The True Meaning of Fasting in the Orthodox Church by Philip Kariatlis

When we think of fasting in the Orthodox Church today, our mind almost immediately goes to certain rules relating to what we can and cannot eat. Moreover, this practice is especially associated with Great and Holy Lent. And so, when it comes to this “forty-day” fast, there are some who will almost exclusively focus all their attention on familiarizing themselves with all of the Church’s prescriptions regarding when they need to abstain from particular foods. Then, there are some who might go to great lengths, meticulously checking all ingredients of certain food items in supermarkets for example, in order to ensure that there are no traces of foods which they know are not permitted during fasting periods, also rejoicing with delight when they happen to find substitutes to their favorite food. What necessarily results from such an understanding of fasting, amongst its practitioners, is a belief that if they have been “successful” in this effort, they are then prepared to receive the risen Lord on Easter night. A question which justifiably arises, however, is whether this in fact is what fasting is all about. If Great Lent is a preparatory time within the Church’s liturgical year meant as a means for preparing the faithful to encounter the risen Christ on the day of Easter, how does such an understanding of fasting assist in this “spiritual” journey? Is this the true meaning of fasting? Or, have we reduced it merely to rules about what foods are permitted and what are not? In studying some of the hymns found in the Triodion—a liturgical book out of which many beautiful hymns are chanted during the period of Great Lent—the hope is that we might recover the true meaning of fasting.
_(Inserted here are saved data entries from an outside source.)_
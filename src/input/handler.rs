//! Key handler system with modal input support

use crate::state::State;
use crate::Result;
use std::time::Instant;

/// Action to take after processing a key
#[derive(Debug, Clone, Copy, PartialEq, Eq)]
pub enum HandlerAction {
    /// Not for this handler; let the default bindings see the key
    Passthrough,
    /// Remove this handler from the stack
    Remove,
    /// Key was handled, do nothing more
    Handled,
}

/// A key handler processes keyboard input
pub trait KeyHandler: Send {
    /// Process a key sequence with access to the application state
    fn process(&mut self, key: &[u8], state: &mut State, now: Instant) -> Result<HandlerAction>;
}

/// Stack of modal key handlers (last one processes input first)
pub struct HandlerStack {
    handlers: Vec<Box<dyn KeyHandler>>,
}

impl HandlerStack {
    /// Create a new handler stack
    pub fn new() -> Self {
        Self {
            handlers: Vec::new(),
        }
    }

    /// Push a handler onto the stack
    pub fn push(&mut self, handler: Box<dyn KeyHandler>) {
        self.handlers.push(handler);
    }

    /// Pop the top handler from the stack
    pub fn pop(&mut self) -> Option<Box<dyn KeyHandler>> {
        self.handlers.pop()
    }

    /// Get the number of handlers in the stack
    pub fn len(&self) -> usize {
        self.handlers.len()
    }

    /// Check if the stack is empty
    pub fn is_empty(&self) -> bool {
        self.handlers.is_empty()
    }
}

impl Default for HandlerStack {
    fn default() -> Self {
        Self::new()
    }
}
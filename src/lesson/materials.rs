//! Printable practice materials

use std::fmt;

/// Take-home materials a lesson advertises
#[derive(Debug, Clone, Copy, PartialEq, Eq)]
pub enum Material {
    ColoringPages,
    Flashcards,
    MatchingGame,
    ProgressChart,
}

impl Material {
    pub const ALL: [Material; 4] = [
        Material::ColoringPages,
        Material::Flashcards,
        Material::MatchingGame,
        Material::ProgressChart,
    ];

    /// Alert shown when the material is requested
    pub fn announcement(self) -> &'static str {
        match self {
            Material::ColoringPages => {
                "🎨 Coloring pages are coming soon! Ask mom or dad to help print them!"
            }
            Material::Flashcards => "📝 Word flashcards are coming soon! These will be so much fun!",
            Material::MatchingGame => "🧩 Matching game is coming soon! You will love this game!",
            Material::ProgressChart => {
                "⭐ Progress chart is coming soon! Track all your amazing learning!"
            }
        }
    }
}

impl fmt::Display for Material {
    fn fmt(&self, f: &mut fmt::Formatter<'_>) -> fmt::Result {
        let name = match self {
            Material::ColoringPages => "coloring pages",
            Material::Flashcards => "flashcards",
            Material::MatchingGame => "matching game",
            Material::ProgressChart => "progress chart",
        };
        f.write_str(name)
    }
}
This approach is plausible to the extent that the hymns of the Orthodox Church, more generally, reflect its theological vision; indeed, they reveal, in sung form, the theological outlook of the Orthodox Church. More specifically, we will briefly look at certain hymns known as “Aposticha idiomela” of Vespers since they all specifically focus on presenting the Church’s understanding of fasting. Indeed, these would have been intentionally inserted in the Service to remind the faithful of the true meaning of fasting. Unfortunately, the connection of these hymns to fasting have been lost sight of and therefore their significance largely overlooked today.

Even a cursory study of these Lenten hymns clearly shows that fasting is primarily about renewing our relationship with God, neighbor and the world more broadly. Already, at the Vespers Service of Pure Monday, we are reminded that fasting involves a personal cleansing of our whole self and not simply a dietary “detox”:

be lifted up on high in the joy of virtue and by the delight of excellent works we shall be glad in God, the Lover of Humankind.

Let us observe fast, not only by abstinence from food, but also by separating ourselves from every bodily passion… so that we may be counted worthy to partake of the Lamb [τῆς τοῦ Ἀμνοῦ μεταλήψεως]… the Son of God… Thus, we shall

Philip Kariatlis is Academic Director and Senior Lecturer in Theology at St Andrew’s Greek Orthodox Theological College in Sydney, Australia.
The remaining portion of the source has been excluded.